Now, let's talk Cp and Pp then. We know they measure "fit". They are the same index, but one is called "short term" and the other "long term."
Both are expressed as (total tolerance) / (6 * sigma) so what's the difference between the two? Well, the difference is in the sigma.
When conducting the study, one takes subgroups. 3, 5, 6 doesn't matter. You are taking subgroups of size n and you do this N times. So your total number of parts you measure is n*N. Some people want 30. Some 100.
Let's look at the sigma.
In the Pp version, sigma is what Excel would give you if you asked for STDEV of all the measurements. In other words, it is the sigma for the n*N parts, regardless of subgroup. The whole sample.
In the Cp version, you are calculating the sigma for each subgroup, then averaging all these up (basically).
So here's the thought experiment..... Let's say take a subgroup of 3 and do this twice. My first subgroup have very little variation and I am near my lower limit. Then, I wait a while. Weeks. My second subgroup ALSO has little variation, just like the first, BUT ... my process has drifted due to tool wear and I am near the upper limit.
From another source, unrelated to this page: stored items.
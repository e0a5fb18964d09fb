//! Values shared between the render thread and background updaters.
//!
//! Layout runs on one thread, but a timer or worker may change the values a
//! frame displays. Those live in a [`UiState`]: the render path samples them
//! under a read lock, updaters change them under the write lock. Share it as
//! `Arc<UiState>`.

use std::collections::HashMap;
use std::sync::{Arc, PoisonError, RwLock, RwLockReadGuard};

use crate::binding::{Value, kind_mismatch};

/// Lock-guarded map of named values.
///
/// # Thread Safety
///
/// Any number of readers may sample concurrently. A panic while a guard is
/// held does not lock everyone out: the values are plain data, so a
/// poisoned lock is recovered.
#[derive(Debug, Default)]
pub struct UiState {
    values: RwLock<HashMap<String, Value>>,
}

/// Read access to every value, held for one frame's sampling.
pub struct UiStateReader<'a> {
    guard: RwLockReadGuard<'a, HashMap<String, Value>>,
}

impl UiStateReader<'_> {
    pub fn get(&self, name: &str) -> Option<&Value> {
        self.guard.get(name)
    }

    pub fn len(&self) -> usize {
        self.guard.len()
    }

    pub fn is_empty(&self) -> bool {
        self.guard.is_empty()
    }
}

impl UiState {
    pub fn new() -> Self {
        Self::default()
    }

    pub fn shared() -> Arc<Self> {
        Arc::new(Self::new())
    }

    /// Take the read lock for several lookups in a row.
    pub fn read(&self) -> UiStateReader<'_> {
        UiStateReader {
            guard: self.values.read().unwrap_or_else(PoisonError::into_inner),
        }
    }

    /// Copy of one value.
    pub fn get(&self, name: &str) -> Option<Value> {
        self.read().get(name).cloned()
    }

    /// Store a value. A new name takes the kind of its first value.
    ///
    /// # Panics
    ///
    /// If `name` already holds a value of another kind.
    #[track_caller]
    pub fn set(&self, name: &str, value: impl Into<Value>) {
        let value = value.into();
        let mut values = self.values.write().unwrap_or_else(PoisonError::into_inner);
        if let Some(current) = values.get_mut(name) {
            if current.kind() != value.kind() {
                let expected = current.kind();
                drop(values);
                kind_mismatch(name, expected, value.kind());
            }
            *current = value;
        } else {
            tracing::trace!(name, kind = %value.kind(), "ui value defined");
            values.insert(name.to_string(), value);
        }
    }

    /// Modify a value in place under the write lock. Returns `false` if
    /// there is no value called `name`.
    ///
    /// # Panics
    ///
    /// If `f` changes the value's kind.
    #[track_caller]
    pub fn update(&self, name: &str, f: impl FnOnce(&mut Value)) -> bool {
        let mut values = self.values.write().unwrap_or_else(PoisonError::into_inner);
        let Some(current) = values.get_mut(name) else {
            return false;
        };
        let before = current.kind();
        let mut next = current.clone();
        f(&mut next);
        if next.kind() != before {
            drop(values);
            kind_mismatch(name, before, next.kind());
        }
        *current = next;
        true
    }

    pub fn remove(&self, name: &str) -> Option<Value> {
        self.values
            .write()
            .unwrap_or_else(PoisonError::into_inner)
            .remove(name)
    }
}

#[cfg(test)]
mod tests {
    use super::*;
    use crate::binding::ValueKind;

    #[test]
    fn test_set_and_get() {
        let state = UiState::new();
        assert_eq!(state.get("progress"), None);
        state.set("progress", 0.25);
        state.set("progress", 0.5);
        assert_eq!(state.get("progress"), Some(Value::Float(0.5)));

        let reader = state.read();
        assert_eq!(reader.len(), 1);
        assert_eq!(reader.get("progress").map(Value::kind), Some(ValueKind::Float));
    }

    #[test]
    fn test_update_in_place() {
        let state = UiState::new();
        state.set("ticks", 1i64);
        assert!(state.update("ticks", |v| {
            if let Value::Int(n) = v {
                *n += 1;
            }
        }));
        assert_eq!(state.get("ticks"), Some(Value::Int(2)));
        assert!(!state.update("missing", |_| {}));
    }

    #[test]
    #[should_panic(expected = "holds float values, cannot assign text")]
    fn test_set_wrong_kind_panics() {
        let state = UiState::new();
        state.set("progress", 0.25);
        state.set("progress", "done");
    }

    #[test]
    fn test_wrong_kind_does_not_poison() {
        let state = Arc::new(UiState::new());
        state.set("count", 1i64);
        let s = Arc::clone(&state);
        let result =
            std::thread::spawn(move || s.update("count", |v| *v = Value::Float(1.0))).join();
        assert!(result.is_err());
        assert_eq!(state.get("count"), Some(Value::Int(1)));
        state.set("count", 2i64);
        assert_eq!(state.get("count"), Some(Value::Int(2)));
    }

    #[test]
    fn test_background_writer_and_render_reader() {
        let state = UiState::shared();
        state.set("progress", 0.0);

        std::thread::scope(|scope| {
            let writer = Arc::clone(&state);
            scope.spawn(move || {
                for i in 1..=100 {
                    writer.set("progress", i as f64 / 100.0);
                }
            });
            for _ in 0..100 {
                let reader = state.read();
                let progress = reader.get("progress").and_then(Value::as_float);
                assert!(progress.is_some_and(|p| (0.0..=1.0).contains(&p)));
            }
        });

        assert_eq!(state.get("progress"), Some(Value::Float(1.0)));
    }
}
In other words 3 close together near the low limit, then 3 close together near the upper limit.
If I calculate Pp, my sigma will be big, because my "spread" will encompass most of my tolerance. And, since it is the denominator, my Pp will be low.
If I calculate Cp, my sigma will not be so big. Because I'm going to calculate it on subgroup 1 (very small), then separately calculate it on subgroup 2 (also very small) and average them. Resulting in a small variation. And, my Cp will be high.
Think about it - Cp is excluding subgroup to subgroup variation. It is only looking at within subgroup variation, which is then averages across all the subgroups. This is a SHORT TERM look at things. How noisy is it in and around a few parts, basically excluding drift (a long term effect).
Then Pp is LONG term. It maps out more of the variation in a long term effect.
Because of this TYPICALLY Cp > Pp and Cpk > Ppk. This is not ALWAYS the case, but normally it is.
Leastwise, that's what makes sense to me from looking at how we arrive at the numbers, regardless of what the internet tells me.